The strong-man culture of politics constantly tries to undermine political motherhood, whether it be through mansplaining, micro-aggressions, or open bullying and threats.
Some of the most promising and brilliant women politicians of the 21st century — for instance, Jacinda Ardern, who was elected as prime minister of New Zealand in 2017 and resigned in 2023 — have commented on the human toll of such relentless negativity.
Power-seeking politicians continue to self-promote, dominate the conversation, belittle council colleagues and undercut the work of political motherhood … not unlike how logging companies continue to fell the mother trees and old growth forests that are the lungs of our planet.

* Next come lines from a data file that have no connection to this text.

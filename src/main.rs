//! Command-line entry point for the instancing demos.

use std::path::PathBuf;
use std::process::ExitCode;

use clap::Parser;
use instancing::options::Options;
use instancing::{DemoError, DemoKind, Viewer};

/// GPU instancing demos: a forest of trees or a swarm of cubes.
#[derive(Parser, Debug)]
#[command(version, about)]
struct Cli {
    /// Which demo to run (`forest` or `cubes`).
    #[arg(short, long, default_value_t = DemoKind::Forest)]
    demo: DemoKind,

    /// TOML options file. Missing sections use defaults.
    #[arg(short, long)]
    options: Option<PathBuf>,

    /// Initial instance count for the chosen demo.
    #[arg(short, long)]
    instances: Option<u32>,

    /// RNG seed for reproducible layouts.
    #[arg(short, long)]
    seed: Option<u64>,

    /// Write the effective options to this file and exit.
    #[arg(long)]
    dump_options: Option<PathBuf>,
}

fn load_options(cli: &Cli) -> Result<Options, DemoError> {
    let mut options = match &cli.options {
        Some(path) => {
            log::info!("loading options from {}", path.display());
            Options::load(path)?
        }
        None => Options::default(),
    };

    match cli.demo {
        DemoKind::Forest => {
            if let Some(n) = cli.instances {
                options.forest.instances = n;
            }
            if cli.seed.is_some() {
                options.forest.seed = cli.seed;
            }
        }
        DemoKind::Cubes => {
            if let Some(n) = cli.instances {
                options.cubes.instances = n;
            }
            if cli.seed.is_some() {
                options.cubes.seed = cli.seed;
            }
        }
    }
    Ok(options)
}

fn run(cli: &Cli) -> Result<(), DemoError> {
    let options = load_options(cli)?;
    if let Some(path) = &cli.dump_options {
        options.save(path)?;
        log::info!("options written to {}", path.display());
        return Ok(());
    }
    Viewer::builder()
        .with_demo(cli.demo)
        .with_options(options)
        .build()
        .run()
}

fn main() -> ExitCode {
    env_logger::init();
    let cli = Cli::parse();

    match run(&cli) {
        Ok(()) => ExitCode::SUCCESS,
        Err(e) => {
            log::error!("{e}");
            ExitCode::FAILURE
        }
    }
}
use std::f32::consts::TAU;

use glam::{Vec2, Vec3};

use super::{MeshData, Vertex};

const TRUNK_COLOR: [f32; 3] = [0.45, 0.3, 0.15];
const LOWER_CANOPY_COLOR: [f32; 3] = [0.18, 0.5, 0.2];
const UPPER_CANOPY_COLOR: [f32; 3] = [0.24, 0.6, 0.26];

/// Push one flat-shaded triangle whose normal faces along `outward`.
fn push_triangle(
    mesh: &mut MeshData,
    corners: [(Vec3, Vec2); 3],
    outward: Vec3,
    color: [f32; 3],
) {
    let [a, mut b, mut c] = corners;
    let mut normal = (b.0 - a.0).cross(c.0 - a.0).normalize_or_zero();
    if normal.dot(outward) < 0.0 {
        std::mem::swap(&mut b, &mut c);
        normal = -normal;
    }
    for (p, uv) in [a, b, c] {
        mesh.vertices.push(Vertex {
            position: p.to_array(),
            normal: normal.to_array(),
            uv: uv.to_array(),
            color,
        });
    }
}

/// Axis-aligned cube centred on the origin with `half_size` half-extent.
///
/// Each face carries the full `[0, 1]` texture square.
#[must_use]
pub fn cube(half_size: f32) -> MeshData {
    // (normal, u, v) with u x v == normal so both triangles wind CCW.
    const FACES: [(Vec3, Vec3, Vec3); 6] = [
        (Vec3::X, Vec3::NEG_Z, Vec3::Y),
        (Vec3::NEG_X, Vec3::Z, Vec3::Y),
        (Vec3::Y, Vec3::X, Vec3::NEG_Z),
        (Vec3::NEG_Y, Vec3::X, Vec3::Z),
        (Vec3::Z, Vec3::X, Vec3::Y),
        (Vec3::NEG_Z, Vec3::NEG_X, Vec3::Y),
    ];

    let mut mesh = MeshData::default();
    for (n, u, v) in FACES {
        let corner = |a: f32, b: f32| {
            let p = (n + u * a + v * b) * half_size;
            let uv = Vec2::new((a + 1.0) * 0.5, (1.0 - b) * 0.5);
            (p, uv)
        };
        let (c00, c10, c11, c01) = (
            corner(-1.0, -1.0),
            corner(1.0, -1.0),
            corner(1.0, 1.0),
            corner(-1.0, 1.0),
        );
        push_triangle(&mut mesh, [c00, c10, c11], n, [1.0; 3]);
        push_triangle(&mut mesh, [c00, c11, c01], n, [1.0; 3]);
    }
    mesh
}

fn ring_point(radius: f32, y: f32, i: u32, segments: u32) -> Vec3 {
    let theta = TAU * i as f32 / segments as f32;
    Vec3::new(radius * theta.cos(), y, radius * theta.sin())
}

/// Open cylinder side wall between `y0` and `y1`.
fn cylinder(
    mesh: &mut MeshData,
    radius: f32,
    (y0, y1): (f32, f32),
    segments: u32,
    color: [f32; 3],
) {
    for i in 0..segments {
        let (a0, b0) = (
            ring_point(radius, y0, i, segments),
            ring_point(radius, y0, i + 1, segments),
        );
        let (a1, b1) = (
            ring_point(radius, y1, i, segments),
            ring_point(radius, y1, i + 1, segments),
        );
        let outward = ((a0 + b0) * 0.5).with_y(0.0);
        let uv = Vec2::ZERO;
        push_triangle(mesh, [(a0, uv), (b0, uv), (b1, uv)], outward, color);
        push_triangle(mesh, [(a0, uv), (b1, uv), (a1, uv)], outward, color);
    }
}

/// Cone with a closed base at `y0` and apex at `y1`.
fn cone(
    mesh: &mut MeshData,
    radius: f32,
    (y0, y1): (f32, f32),
    segments: u32,
    color: [f32; 3],
) {
    let apex = Vec3::new(0.0, y1, 0.0);
    let centre = Vec3::new(0.0, y0, 0.0);
    let uv = Vec2::ZERO;
    for i in 0..segments {
        let a = ring_point(radius, y0, i, segments);
        let b = ring_point(radius, y0, i + 1, segments);
        let outward = ((a + b) * 0.5 - centre) + Vec3::Y * radius;
        push_triangle(mesh, [(a, uv), (b, uv), (apex, uv)], outward, color);
        push_triangle(mesh, [(centre, uv), (b, uv), (a, uv)], Vec3::NEG_Y, color);
    }
}

/// Low-poly tree: a trunk topped by two stacked cones, base at `y = 0`.
#[must_use]
pub fn tree(segments: u32) -> MeshData {
    let segments = segments.max(3);
    let mut mesh = MeshData::default();
    cylinder(&mut mesh, 0.5, (0.0, 3.0), segments, TRUNK_COLOR);
    cone(&mut mesh, 3.0, (2.5, 8.0), segments, LOWER_CANOPY_COLOR);
    cone(&mut mesh, 2.2, (6.0, 11.0), segments, UPPER_CANOPY_COLOR);
    mesh
}

#[cfg(test)]
mod tests {
    use super::*;

    #[test]
    fn cube_has_36_outward_facing_vertices() {
        let mesh = cube(0.2);
        assert_eq!(mesh.vertex_count(), 36);
        assert_eq!(mesh.triangle_count(), 12);
        for v in &mesh.vertices {
            let p = Vec3::from_array(v.position);
            let n = Vec3::from_array(v.normal);
            assert!((n.length() - 1.0).abs() < 1e-5);
            assert!(p.dot(n) > 0.0);
            assert!(p.abs().max_element() <= 0.2 + 1e-6);
            assert!(v.uv.iter().all(|c| (0.0..=1.0).contains(c)));
        }
    }

    #[test]
    fn cube_triangles_wind_counter_clockwise_from_outside() {
        let mesh = cube(1.0);
        for tri in mesh.vertices.chunks(3) {
            let [a, b, c] =
                [tri[0], tri[1], tri[2]].map(|v| Vec3::from_array(v.position));
            let n = Vec3::from_array(tri[0].normal);
            assert!((b - a).cross(c - a).dot(n) > 0.0);
        }
    }

    #[test]
    fn tree_vertex_count_follows_segments() {
        // trunk: 2 tris/segment, each cone: 2 tris/segment
        assert_eq!(tree(8).vertex_count(), 3 * 6 * 8);
        assert_eq!(tree(1).vertex_count(), 3 * 6 * 3);
    }

    #[test]
    fn tree_sits_on_ground_plane() {
        let mesh = tree(12);
        let min_y = mesh
            .vertices
            .iter()
            .map(|v| v.position[1])
            .fold(f32::INFINITY, f32::min);
        let max_y = mesh
            .vertices
            .iter()
            .map(|v| v.position[1])
            .fold(f32::NEG_INFINITY, f32::max);
        assert_eq!(min_y, 0.0);
        assert_eq!(max_y, 11.0);
    }
}
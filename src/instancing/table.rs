use glam::{Mat3, Mat4};
use rand::Rng;

use super::count::InstanceCount;
use super::generator::TransformGenerator;

/// Per-instance data for the storage buffer.
/// Must match the WGSL `Instance` struct layout (std430: `mat3x3` columns
/// are padded to 16 bytes).
#[repr(C)]
#[derive(Debug, Clone, Copy, PartialEq, bytemuck::Pod, bytemuck::Zeroable)]
pub struct InstanceRaw {
    /// Column-major model matrix.
    pub model: [[f32; 4]; 4],
    /// Inverse-transpose of the model's upper 3x3, one padded column each.
    pub normal: [[f32; 4]; 3],
}

/// Matrix that keeps normals perpendicular to surfaces under `model`.
#[must_use]
pub fn normal_matrix(model: &Mat4) -> Mat3 {
    Mat3::from_mat4(*model).inverse().transpose()
}

impl From<&Mat4> for InstanceRaw {
    fn from(m: &Mat4) -> Self {
        let n = normal_matrix(m);
        Self {
            model: m.to_cols_array_2d(),
            normal: [n.x_axis, n.y_axis, n.z_axis]
                .map(|c| c.extend(0.0).to_array()),
        }
    }
}

/// Dense, ordered model matrices, one per rendered instance.
///
/// The length always equals the instance count the table was last
/// (re)generated for. Entries are only replaced wholesale.
pub struct InstanceTable {
    generator: TransformGenerator,
    transforms: Vec<Mat4>,
}

impl InstanceTable {
    /// Generate a table of `count` transforms.
    pub fn new<R: Rng + ?Sized>(
        generator: TransformGenerator,
        count: usize,
        rng: &mut R,
    ) -> Self {
        Self {
            transforms: generator.generate(count, rng),
            generator,
        }
    }

    /// Throw away every entry and sample `count` fresh ones.
    pub fn regenerate<R: Rng + ?Sized>(&mut self, count: usize, rng: &mut R) {
        self.transforms = self.generator.generate(count, rng);
        log::debug!("instance table regenerated: {count} transforms");
    }

    /// Regenerate when `count` was changed to a length other than the
    /// table's. Returns the new length if the table was rebuilt.
    pub fn sync_to<R: Rng + ?Sized>(
        &mut self,
        count: &mut InstanceCount,
        rng: &mut R,
    ) -> Option<usize> {
        let len = count.take_resize(self.len())?;
        self.regenerate(len, rng);
        Some(len)
    }

    /// Number of instances.
    #[must_use]
    pub fn len(&self) -> usize {
        self.transforms.len()
    }

    /// Whether the table holds no instances.
    #[must_use]
    pub fn is_empty(&self) -> bool {
        self.transforms.is_empty()
    }

    /// The transforms in draw order.
    #[must_use]
    pub fn transforms(&self) -> &[Mat4] {
        &self.transforms
    }

    /// The generator this table samples from.
    #[must_use]
    pub fn generator(&self) -> &TransformGenerator {
        &self.generator
    }

    /// GPU-layout copy of the table.
    #[must_use]
    pub fn to_raw(&self) -> Vec<InstanceRaw> {
        self.transforms.iter().map(InstanceRaw::from).collect()
    }
}

#[cfg(test)]
mod tests {
    use rand::rngs::StdRng;
    use rand::SeedableRng;

    use super::*;
    use crate::instancing::{CountLimits, Extent, ScaleMode, ScaleRange};

    fn table(count: usize, rng: &mut StdRng) -> InstanceTable {
        let gen = TransformGenerator::new(
            Extent::new(50.0).unwrap(),
            ScaleRange::new(0.5, 1.5).unwrap(),
        );
        InstanceTable::new(gen, count, rng)
    }

    #[test]
    fn regenerate_resizes_to_new_count() {
        let mut rng = StdRng::seed_from_u64(3);
        let mut t = table(1000, &mut rng);
        assert_eq!(t.len(), 1000);

        t.regenerate(11_000, &mut rng);
        assert_eq!(t.len(), 11_000);

        t.regenerate(0, &mut rng);
        assert!(t.is_empty());
    }

    #[test]
    fn raw_layout_matches_matrix() {
        let mut rng = StdRng::seed_from_u64(5);
        let t = table(8, &mut rng);
        let raw = t.to_raw();
        assert_eq!(raw.len(), 8);
        assert_eq!(size_of::<InstanceRaw>(), 112);
        for (r, m) in raw.iter().zip(t.transforms()) {
            assert_eq!(Mat4::from_cols_array_2d(&r.model), *m);
        }
    }

    #[test]
    fn sync_follows_the_dirty_count() {
        let mut rng = StdRng::seed_from_u64(13);
        let mut t = table(0, &mut rng);
        let mut count = InstanceCount::new(2_000, CountLimits::default());

        assert_eq!(t.sync_to(&mut count, &mut rng), Some(2_000));
        assert_eq!(t.len(), 2_000);

        let before = t.transforms().to_vec();
        assert_eq!(t.sync_to(&mut count, &mut rng), None);
        assert_eq!(t.transforms(), before.as_slice());

        let _ = count.increase();
        assert_eq!(t.sync_to(&mut count, &mut rng), Some(12_000));
        assert_eq!(t.len(), 12_000);
    }

    #[test]
    fn sync_at_ceiling_keeps_layout() {
        let mut rng = StdRng::seed_from_u64(17);
        let limits = CountLimits {
            step: 10,
            floor: 10,
            ceiling: 50,
        };
        let mut count = InstanceCount::new(50, limits);
        let mut t = table(0, &mut rng);
        let _ = t.sync_to(&mut count, &mut rng);
        let before = t.transforms().to_vec();

        let _ = count.increase();
        assert_eq!(t.sync_to(&mut count, &mut rng), None);
        assert_eq!(t.transforms(), before.as_slice());
    }

    #[test]
    fn normals_stay_perpendicular_under_vertical_scale() {
        let mut rng = StdRng::seed_from_u64(19);
        let gen = TransformGenerator::new(
            Extent::new(10.0).unwrap(),
            ScaleRange::new(2.0, 3.0).unwrap(),
        )
        .with_mode(ScaleMode::Vertical);
        let t = InstanceTable::new(gen, 16, &mut rng);

        // A cone flank: tangent up the slope, normal facing out and up.
        let tangent = glam::Vec3::new(-1.0, 1.0, 0.0);
        let normal = glam::Vec3::new(1.0, 1.0, 0.0);
        for (raw, m) in t.to_raw().iter().zip(t.transforms()) {
            let n = Mat3::from_cols(
                glam::Vec4::from_array(raw.normal[0]).truncate(),
                glam::Vec4::from_array(raw.normal[1]).truncate(),
                glam::Vec4::from_array(raw.normal[2]).truncate(),
            );
            let world_n = n * normal;
            let world_t = m.transform_vector3(tangent);
            assert!(world_n.dot(world_t).abs() < 1e-4);
            // The plain model matrix would skew it.
            assert!(m.transform_vector3(normal).dot(world_t).abs() > 1e-2);
        }
    }

    #[test]
    fn regenerated_positions_stay_in_extent() {
        let mut rng = StdRng::seed_from_u64(11);
        let mut t = table(10, &mut rng);
        t.regenerate(500, &mut rng);
        let extent = t.generator().extent();
        for m in t.transforms() {
            assert!(extent.contains(m.w_axis.truncate()));
        }
    }
}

But you know what? Political motherhood is extraordinarily resilient precisely because it represents an interrelational model of life based on vibrant networks that empower complex ecosystems rather than single individuals.
While obviously not all women and mothers in politics embody the values of political motherhood, many do.
On its UN Women website, the United Nations states: “There is established and growing evidence that women’s leadership in political decision-making processes improves them. For example, research on panchayats (local councils) in India discovered that the number of drinking water projects in areas with women-led councils was 62 per cent higher than in those with men-led councils.”
We thank all of the mothers who bring this kind of change to politics: the world needs you.
The authors live in Colwood, Sooke and Metchosin, where they are active in environmental movements for climate justice, groundwater health, and the protection of old growth.